Google’s private WebRTC roadmap for 2020 = AI

06/01/2020

Google’s plans for WebRTC have either changed or finally got revealed. Where? In its internal WebRTC roadmap.

WebRTC is many things.

On one hand, it is a standard specification at the W3C (and is reaching 1.0 milestone).

On the other hand, it is an open source project. While there are a few such projects today, the most important one is Google’s webrtc.org. This is the code that gets into Chrome itself and the one being adopted by many (simply because it is already highly optimized for the main scenarios. And… it is free).

Google made it super simple for companies to adopt its WebRTC implementation – it uses a BSD open source license, making it quite permissive.

In the last 8 years, we’ve been treated like royalty, having access to a world-class media engine implementation for free.

The WebRTC roadmap we’ve seen so far from Google had 3 types of features in it:

  1. Making sure the implementation fits the spec
  2. Improve the architecture to perform better
  3. Add features specific to Google’s needs in other projects (not necessarily abiding to the spec)

At all times, these were available to everyone.

Google’s intent in open sourcing WebRTC

When WebRTC was first introduced it was about who has the balls to take something that up until that point was considered a core competency and make it freely available. This was a piece of technology that video conferencing companies protected fiercely, battling about through their sales and marketing pitches, each claiming to have superior media quality. At the time, media quality wasn’t in the “good enough” position that it is today:

Google made the calculated risk at the time:

  • Media quality was improving. So were bandwidth available and compute. It made sense that it would get to a point of “good enough” within a few years time
  • A migration to the cloud for video conferencing wasn’t at most companies agenda yet, but as cloud migration started picking up everywhere, it made sense to occur here as well. These cloud migrations took place hand in hand with the use of browsers
  • Dominance in browsers and lack of a real operating system footprint meant needing to have a media engine as part of the browser
  • Google had no leading service in video conferencing. Google Hangouts was available, but wasn’t any real competition to the leading platforms at the time, so they didn’t have much to lose by the decision

Other vendors just following along in the ride, making minor contributions here and there. Today, the leading (and only) media engine out there for WebRTC is still the Google one. At least in any meaningful way. So much so that Google’s “competitors” are using Google’s WebRTC stack directly in their products.

Where has this lead Google?

WebRTC is a huge success. All modern browsers now support it. They interoperate (to a good extent).

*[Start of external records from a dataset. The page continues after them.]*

#[cfg(test)]
mod tests {
    use spindle::nonblock::WriteOutcome;
    use spindle::{Participant, Port, QueuedOutput, Reactor};

    use std::cell::RefCell;
    use std::io;
    use std::os::fd::IntoRawFd;
    use std::os::unix::net::UnixStream;
    use std::rc::Rc;
    use std::time::Duration;

    fn writable_port() -> (Port, UnixStream) {
        let (local, peer) = UnixStream::pair().expect("Failed to create socket pair");
        local
            .set_nonblocking(true)
            .expect("Failed to set non-blocking");
        (Port::new(local.into_raw_fd()), peer)
    }

    /// A queued writer over a sink that accepts at most `cap` bytes
    /// per attempt, recording everything it accepts.
    fn capped_writer(
        port: Port,
        cap: usize,
        observed: Rc<RefCell<Vec<u8>>>,
    ) -> QueuedOutput {
        QueuedOutput::with_writer(port, move |buffer| {
            let n = buffer.len().min(cap);
            observed.borrow_mut().extend_from_slice(&buffer[..n]);
            Ok(WriteOutcome::Wrote(n))
        })
    }

    fn drain(reactor: &mut Reactor, output: &Rc<RefCell<QueuedOutput>>, max_cycles: usize) {
        for _ in 0..max_cycles {
            if output.borrow().pending() == 0 {
                return;
            }
            reactor
                .process(Some(Duration::from_secs(1)))
                .expect("Failed to process");
        }
        panic!("Queue did not drain within {max_cycles} cycles");
    }

    #[test]
    fn test_writes_preserve_order_across_partial_drains() {
        let (port, _peer) = writable_port();
        let observed = Rc::new(RefCell::new(Vec::new()));

        let output = Rc::new(RefCell::new(capped_writer(port, 7, observed.clone())));
        output.borrow_mut().write(b"the quick ");
        output.borrow_mut().write(b"brown fox ");
        output.borrow_mut().write(b"jumps over the lazy dog");

        let mut reactor = Reactor::new();
        reactor.add_output(output.clone());

        drain(&mut reactor, &output, 100);

        assert_eq!(
            observed.borrow().as_slice(),
            b"the quick brown fox jumps over the lazy dog"
        );
    }

    #[test]
    fn test_backpressure_drains_a_megabyte_through_a_small_window() {
        let (port, _peer) = writable_port();
        let observed = Rc::new(RefCell::new(Vec::new()));

        let payload: Vec<u8> = (0..1_000_000u32).map(|i| (i % 251) as u8).collect();

        let output = Rc::new(RefCell::new(capped_writer(port, 4096, observed.clone())));
        assert_eq!(output.borrow_mut().write(&payload), payload.len());
        assert!(output.borrow().needs_processing());

        let mut reactor = Reactor::new();
        reactor.add_output(output.clone());

        drain(&mut reactor, &output, 300);

        assert!(!output.borrow().needs_processing());
        assert_eq!(observed.borrow().len(), 1_000_000);
        assert_eq!(*observed.borrow(), payload);
    }

    #[test]
    fn test_would_block_requeues_without_error() {
        let (port, _peer) = writable_port();
        let observed = Rc::new(RefCell::new(Vec::new()));
        let blocked = Rc::new(RefCell::new(true));

        let gate = blocked.clone();
        let sink = observed.clone();
        let output = Rc::new(RefCell::new(QueuedOutput::with_writer(
            port,
            move |buffer| {
                if *gate.borrow() {
                    Ok(WriteOutcome::WouldBlock)
                } else {
                    sink.borrow_mut().extend_from_slice(buffer);
                    Ok(WriteOutcome::Wrote(buffer.len()))
                }
            },
        )));
        output.borrow_mut().write(b"held back");

        let mut reactor = Reactor::new();
        reactor.add_output(output.clone());

        // Destination refuses; the buffer stays queued, no error.
        reactor
            .process(Some(Duration::from_secs(1)))
            .expect("Failed to process");
        assert_eq!(output.borrow().pending(), 9);
        assert!(observed.borrow().is_empty());

        *blocked.borrow_mut() = false;
        drain(&mut reactor, &output, 10);
        assert_eq!(observed.borrow().as_slice(), b"held back");
    }

    #[test]
    fn test_close_after_drain() {
        let (port, _peer) = writable_port();
        let observed = Rc::new(RefCell::new(Vec::new()));

        let output = Rc::new(RefCell::new(capped_writer(
            port.clone(),
            4,
            observed.clone(),
        )));
        output.borrow_mut().write(b"goodbye");
        output.borrow_mut().close();

        // Data still queued: the handle must stay open.
        assert!(!port.is_closed());

        let mut reactor = Reactor::new();
        reactor.add_output(output.clone());
        drain(&mut reactor, &output, 10);

        assert_eq!(observed.borrow().as_slice(), b"goodbye");
        assert!(port.is_closed());
    }

    #[test]
    fn test_close_with_empty_queue_is_immediate() {
        let (port, _peer) = writable_port();
        let mut output = QueuedOutput::new(port.clone());
        output.close();
        assert!(port.is_closed());
        assert!(!output.needs_processing());
    }

    #[test]
    fn test_fatal_write_error_closes_the_handle() {
        let (port, _peer) = writable_port();

        let output = Rc::new(RefCell::new(QueuedOutput::with_writer(
            port.clone(),
            |_| Err(io::Error::from(io::ErrorKind::BrokenPipe)),
        )));
        output.borrow_mut().write(b"doomed");

        let mut reactor = Reactor::new();
        reactor.add_output(output.clone());

        // The failure is absorbed internally, not surfaced.
        reactor
            .process(Some(Duration::from_secs(1)))
            .expect("Failed to process");

        assert!(port.is_closed());
        assert_eq!(output.borrow().pending(), 0);
        assert!(!output.borrow().needs_processing());
    }

    #[test]
    fn test_default_writer_reaches_the_peer() {
        use std::io::Read;

        let (local, mut peer) = UnixStream::pair().expect("Failed to create socket pair");
        local
            .set_nonblocking(true)
            .expect("Failed to set non-blocking");
        let port = Port::new(local.into_raw_fd());

        let output = Rc::new(RefCell::new(QueuedOutput::new(port)));
        output.borrow_mut().write(b"over the wire");

        let mut reactor = Reactor::new();
        reactor.add_output(output.clone());
        drain(&mut reactor, &output, 10);

        let mut buffer = [0u8; 13];
        peer.read_exact(&mut buffer).expect("Failed to read");
        assert_eq!(&buffer, b"over the wire");
    }
}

Today, in every industry and market where live or real time media is needed, WebRTC is playing an important role.

But what about Google and WebRTC? What success did Google exert from WebRTC?

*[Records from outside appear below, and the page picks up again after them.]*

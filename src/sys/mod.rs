//! Platform-specific syscall layer.
//!
//! This module wraps the OS primitives the reactor is built on:
//! - the readiness-wait primitive (`poll(2)` on unix),
//! - raw non-blocking read/write/accept/connect calls,
//! - socket creation and address conversion.
//!
//! Everything above this layer works in terms of `RawFd` and
//! `io::Result`; errno decoding into "would block" versus fatal
//! outcomes happens in the [`crate::nonblock`] module.

#[cfg(unix)]
mod unix;

#[cfg(unix)]
pub(crate) use unix::*;
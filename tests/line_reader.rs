#[cfg(test)]
mod tests {
    use spindle::{LineEvent, LineReader, Port, Reactor};

    use std::cell::RefCell;
    use std::io::Write;
    use std::os::fd::IntoRawFd;
    use std::os::unix::net::UnixStream;
    use std::rc::Rc;
    use std::time::Duration;

    fn reader_over_pair() -> (Port, UnixStream) {
        let (local, peer) = UnixStream::pair().expect("Failed to create socket pair");
        local
            .set_nonblocking(true)
            .expect("Failed to set non-blocking");
        (Port::new(local.into_raw_fd()), peer)
    }

    #[test]
    fn test_lines_are_delivered_separator_included() {
        let (port, mut peer) = reader_over_pair();
        let lines = Rc::new(RefCell::new(Vec::new()));

        let mut reactor = Reactor::new();
        let seen = lines.clone();
        reactor.add_input(LineReader::new(port, move |_scope, event| {
            seen.borrow_mut().push(event);
            Ok(())
        }));

        peer.write_all(b"alpha\nbeta\ngam").expect("Failed to write");
        reactor
            .process(Some(Duration::from_secs(1)))
            .expect("Failed to process");

        assert_eq!(
            *lines.borrow(),
            vec![
                LineEvent::Line(b"alpha\n".to_vec()),
                LineEvent::Line(b"beta\n".to_vec()),
            ]
        );

        // The partial line stays buffered until its separator shows up.
        peer.write_all(b"ma\n").expect("Failed to write");
        reactor
            .process(Some(Duration::from_secs(1)))
            .expect("Failed to process");

        assert_eq!(lines.borrow().len(), 3);
        assert_eq!(
            lines.borrow()[2],
            LineEvent::Line(b"gamma\n".to_vec())
        );
    }

    #[test]
    fn test_trailing_partial_line_then_eof() {
        let (port, mut peer) = reader_over_pair();
        let lines = Rc::new(RefCell::new(Vec::new()));

        let mut reactor = Reactor::new();
        let seen = lines.clone();
        reactor.add_input(LineReader::new(port, move |_scope, event| {
            seen.borrow_mut().push(event);
            Ok(())
        }));

        peer.write_all(b"finale").expect("Failed to write");
        drop(peer);

        reactor
            .process(Some(Duration::from_secs(1)))
            .expect("Failed to process");

        assert_eq!(
            *lines.borrow(),
            vec![LineEvent::Line(b"finale".to_vec()), LineEvent::Eof]
        );

        // End of stream reached: the reader stops asking for readiness,
        // so an empty reactor cycle returns immediately.
        reactor
            .process(Some(Duration::from_secs(1)))
            .expect("Failed to process");
        assert_eq!(lines.borrow().len(), 2);
    }

    #[test]
    fn test_custom_separator() {
        let (port, mut peer) = reader_over_pair();
        let lines = Rc::new(RefCell::new(Vec::new()));

        let mut reactor = Reactor::new();
        let seen = lines.clone();
        reactor.add_input(LineReader::with_separator(port, b';', move |_scope, event| {
            seen.borrow_mut().push(event);
            Ok(())
        }));

        peer.write_all(b"one;two;").expect("Failed to write");
        reactor
            .process(Some(Duration::from_secs(1)))
            .expect("Failed to process");

        assert_eq!(
            *lines.borrow(),
            vec![
                LineEvent::Line(b"one;".to_vec()),
                LineEvent::Line(b"two;".to_vec()),
            ]
        );
    }
}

Not a lot. Or at least not enough.

Google uses WebRTC in the following services it offers:

  • Hangouts / Google Meet
  • Duo
  • Stadia
  • Chrome Remote Desktop
  • YouTube Live

Lets see how well did Google fare in each.

Hangouts / Google Meet

I use these two services almost on a daily basis. My calendar meetings default to them simply because they are so each to schedule with the Google Calendar. They offer what I need without any of the complexity.

But.

When you read or hear discussions about the video conferencing market, the vendors mentioned are usually Zoom and Cisco. Maybe Microsoft Teams or Skype for Business. Also Bluejeans and Pexip. A few others. Google isn’t one of the top vendors that come to mind here. Even though their service is rather good.

Did I mention that almost all their competitors are using WebRTC as well?

Duo

Duo. Google’s answer to Apple’s FaceTime.

It is a standalone video calling app available on Android and iOS. It isn’t installed by default on most smartphones and users need to actively find it, install it and make a decision on using it. Not an easy feat.

Why hasn’t Google nailed and bolted it smack into Android? Probably due to carriers and not wanting to hurt their feelings (and Google’s relationship with them). Otherwise, it makes no sense for Google to try and compete with the likes of FaceTime with one hand tied behind their backs.

Anyways… Duo is quite popular. Even on iPhone. It is ranked #7 in the social apps in the Apple App Store. This is higher than Houseparty (positioned somewhere at #17-20), which is rather interesting considering the high engagement Houseparty sees for its users.

Google doesn’t share any stats on usage of Duo. The only thing we know is downloads and the number of people who ranked it – two stat points that are useless for social networks. This is quite telling to the real usage numbers – not publishing them means they aren’t on par with the competition.

Curious myself, I’ve put out a quick poll on Twitter:

This is most definitely NOT the way to know or understand usage, but it is interesting.

My audience is probably tech savvy. Those answering the poll are highly likely to know about WebRTC. And still. We have over 50% who never tried it and 13% who use it. I’d consider 13% quite a lot and surprising. But it isn’t scratching the surface of where it should be given that Google owns and controls Android.

Stadia

Google Stadia is something totally different. It is cloud gaming. The game is being processed and rendered in “the cloud” and gets streamed in real time to your device using WebRTC. Google even made modifications to its WebRTC implementation to make it a better fit for gaming.

The concept is great. The technology is solid. The experience is said to be good (if you’re close enough to the data center and have a good network connection).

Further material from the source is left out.